February 21, 2014 / 6:10 PM / 6 years ago

Ukrainian leader moved after oligarchs spoke out

KIEV (Reuters) - Marooned among empty seats in the Ukrainian parliament, Vadim Novinsky broke with the ruling Party of Regions and voted in favor of a bill condemning the violence that has left dozens dead in Kiev during a week of bloodshed.

It was unusual behavior by Ukraine’s fourth richest man, a close ally of President Viktor Yanukovich.

It was also a sign that a leader who had seemed unshakeable since protests against him broke out in November may be under pressure from his most powerful supporters, Ukraine’s money men.

On Friday, Yanukovich made a number of concessions to the opposition, signing a deal brokered by the European Union which ushered in an early presidential election, a national unity government and other constitutional reforms.
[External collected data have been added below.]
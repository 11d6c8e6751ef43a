use std::collections::BTreeMap;

/// Value types a property accepts.
#[derive(Clone, Debug, PartialEq, Eq)]
pub enum TypeSpec {
    /// The vocabulary declares no range; anything goes.
    Unconstrained,
    /// Ordered range references, each a primitive tag or a class identifier.
    Targets(Vec<String>),
}

/// Vocabulary property attached to every class named in its domain.
#[derive(Clone, Debug, PartialEq, Eq)]
pub struct PropertyModel {
    id: String,
    name: String,
    comment: Option<String>,
    type_spec: TypeSpec,
}

impl PropertyModel {
    /// Creates an unconstrained property.
    #[must_use]
    pub fn new(id: impl Into<String>, name: impl Into<String>) -> Self {
        Self {
            id: id.into(),
            name: name.into(),
            comment: None,
            type_spec: TypeSpec::Unconstrained,
        }
    }

    /// Sets the description rendered above the member declaration.
    #[must_use]
    pub fn with_comment(mut self, comment: impl Into<String>) -> Self {
        self.comment = Some(comment.into());
        self
    }

    /// Constrains the property to the supplied range references.
    #[must_use]
    pub fn with_range<I, S>(mut self, targets: I) -> Self
    where
        I: IntoIterator<Item = S>,
        S: Into<String>,
    {
        self.type_spec = TypeSpec::Targets(targets.into_iter().map(Into::into).collect());
        self
    }

    /// Returns the property identifier.
    #[must_use]
    pub fn id(&self) -> &str {
        &self.id
    }

    /// Returns the member name used in generated code.
    #[must_use]
    pub fn name(&self) -> &str {
        &self.name
    }

    /// Returns the optional description.
    #[must_use]
    pub fn comment(&self) -> Option<&str> {
        self.comment.as_deref()
    }

    /// Returns the accepted value types.
    #[must_use]
    pub fn type_spec(&self) -> &TypeSpec {
        &self.type_spec
    }
}

/// Named constant of an enumeration class.
#[derive(Clone, Debug, PartialEq, Eq)]
pub struct EnumMember {
    id: String,
    declaring_class: String,
    label: String,
    comment: Option<String>,
}

impl EnumMember {
    /// Creates a member of the enumeration `declaring_class`.
    #[must_use]
    pub fn new(
        id: impl Into<String>,
        declaring_class: impl Into<String>,
        label: impl Into<String>,
    ) -> Self {
        Self {
            id: id.into(),
            declaring_class: declaring_class.into(),
            label: label.into(),
            comment: None,
        }
    }

    /// Sets a textual description for the member.
    #[must_use]
    pub fn with_comment(mut self, comment: impl Into<String>) -> Self {
        self.comment = Some(comment.into());
        self
    }

    /// Returns the member identifier.
    #[must_use]
    pub fn id(&self) -> &str {
        &self.id
    }

    /// Identifier of the enumeration class the member belongs to.
    #[must_use]
    pub fn declaring_class(&self) -> &str {
        &self.declaring_class
    }

    /// Sanitized label, used both as the member name and as its value suffix.
    #[must_use]
    pub fn label(&self) -> &str {
        &self.label
    }

    /// Returns the optional description.
    #[must_use]
    pub fn comment(&self) -> Option<&str> {
        self.comment.as_deref()
    }
}

/// Resolved vocabulary class.
///
/// Parents are kept as raw identifiers in declaration order: they may point at
/// primitives or at nothing at all, and the traversal helpers in
/// [`super::hierarchy`] decide what to follow.
#[derive(Clone, Debug, PartialEq, Eq)]
pub struct ClassModel {
    id: String,
    name: String,
    comment: Option<String>,
    parents: Vec<String>,
    properties: Vec<PropertyModel>,
    is_enumeration: bool,
    members: Vec<EnumMember>,
}

impl ClassModel {
    /// Creates a class with no parents, properties or members.
    #[must_use]
    pub fn new(id: impl Into<String>, name: impl Into<String>) -> Self {
        Self {
            id: id.into(),
            name: name.into(),
            comment: None,
            parents: Vec::new(),
            properties: Vec::new(),
            is_enumeration: false,
            members: Vec::new(),
        }
    }

    /// Sets a textual description for the class.
    #[must_use]
    pub fn with_comment(mut self, comment: impl Into<String>) -> Self {
        self.comment = Some(comment.into());
        self
    }

    /// Adds a parent reference after the existing ones.
    #[must_use]
    pub fn with_parent(mut self, parent: impl Into<String>) -> Self {
        self.parents.push(parent.into());
        self
    }

    /// Attaches a property whose domain names this class.
    #[must_use]
    pub fn with_property(mut self, property: PropertyModel) -> Self {
        self.properties.push(property);
        self
    }

    /// Marks the class as descending from the enumeration root.
    #[must_use]
    pub fn with_enumeration(mut self, is_enumeration: bool) -> Self {
        self.is_enumeration = is_enumeration;
        self
    }

    /// Appends a member in document order.
    #[must_use]
    pub fn with_member(mut self, member: EnumMember) -> Self {
        self.members.push(member);
        self
    }

    /// Returns the unique identifier of the class.
    #[must_use]
    pub fn id(&self) -> &str {
        &self.id
    }

    /// Sanitized display name, also the name of every generated artifact.
    #[must_use]
    pub fn name(&self) -> &str {
        &self.name
    }

    /// Returns the optional comment.
    #[must_use]
    pub fn comment(&self) -> Option<&str> {
        self.comment.as_deref()
    }

    /// Returns the parent references in declaration order.
    #[must_use]
    pub fn parents(&self) -> &[String] {
        &self.parents
    }

    /// Properties whose domain names this class directly.
    #[must_use]
    pub fn properties(&self) -> &[PropertyModel] {
        &self.properties
    }

    /// Returns whether the class descends from the enumeration root.
    #[must_use]
    pub fn is_enumeration(&self) -> bool {
        self.is_enumeration
    }

    /// Returns the enumeration members in document order.
    #[must_use]
    pub fn members(&self) -> &[EnumMember] {
        &self.members
    }

    /// `true` for enumerations that carry at least one member. Only those are
    /// emitted or referenced from type unions.
    #[must_use]
    pub fn is_populated_enumeration(&self) -> bool {
        self.is_enumeration && !self.members.is_empty()
    }
}

/// Immutable class model keyed by identifier; the sole input of emission.
#[derive(Clone, Debug, Default, PartialEq, Eq)]
pub struct ResolvedModel {
    classes: BTreeMap<String, ClassModel>,
}

impl ResolvedModel {
    /// Wraps classes already keyed by identifier.
    #[must_use]
    pub fn new(classes: BTreeMap<String, ClassModel>) -> Self {
        Self { classes }
    }

    /// Retrieves a class by identifier.
    #[must_use]
    pub fn class(&self, id: &str) -> Option<&ClassModel> {
        self.classes.get(id)
    }

    /// Retrieves the class with the lowest identifier carrying a display name.
    #[must_use]
    pub fn class_named(&self, name: &str) -> Option<&ClassModel> {
        self.classes.values().find(|class| class.name() == name)
    }

    /// Returns whether a class with the identifier exists.
    #[must_use]
    pub fn contains(&self, id: &str) -> bool {
        self.classes.contains_key(id)
    }

    /// Iterates classes in identifier order.
    pub fn classes(&self) -> impl Iterator<Item = &ClassModel> {
        self.classes.values()
    }

    /// Returns the number of classes.
    #[must_use]
    pub fn len(&self) -> usize {
        self.classes.len()
    }

    #[must_use]
    pub fn is_empty(&self) -> bool {
        self.classes.is_empty()
    }
}

impl FromIterator<ClassModel> for ResolvedModel {
    fn from_iter<T: IntoIterator<Item = ClassModel>>(iter: T) -> Self {
        Self::new(
            iter.into_iter()
                .map(|class| (class.id().to_string(), class))
                .collect(),
        )
    }
}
Oligarchs in Ukraine wield proportionately more influence than their better-known counterparts in Russia, given the relative sizes of their wealth and their countries’ economies.

“It was the first and necessary step to stop the escalation of violence,” Novinsky said about his vote on Thursday.

“Today we must understand that parliamentary deputies are responsible for the future of Ukraine, and only inside the walls of the Verkhovna Rada (parliament) should the solution be found to the political crisis. We will do everything to halt the bloodshed.”

His calls echoed those made by three of Ukraine’s richest men earlier this week, when they were stirred to speak by the deaths of protesters and police amid signs that Yanukovich had resolved to crack down on the protests once and for all.

In condemning the bloodshed, the oligarchs were also distancing themselves from it, after the European Union said it would impose targeted sanctions on those responsible for the violence. And even if the EU measures did not apply directly to them, business sources in Kiev said the oligarchs were anxious to avoid possible asset freezes and visa bans.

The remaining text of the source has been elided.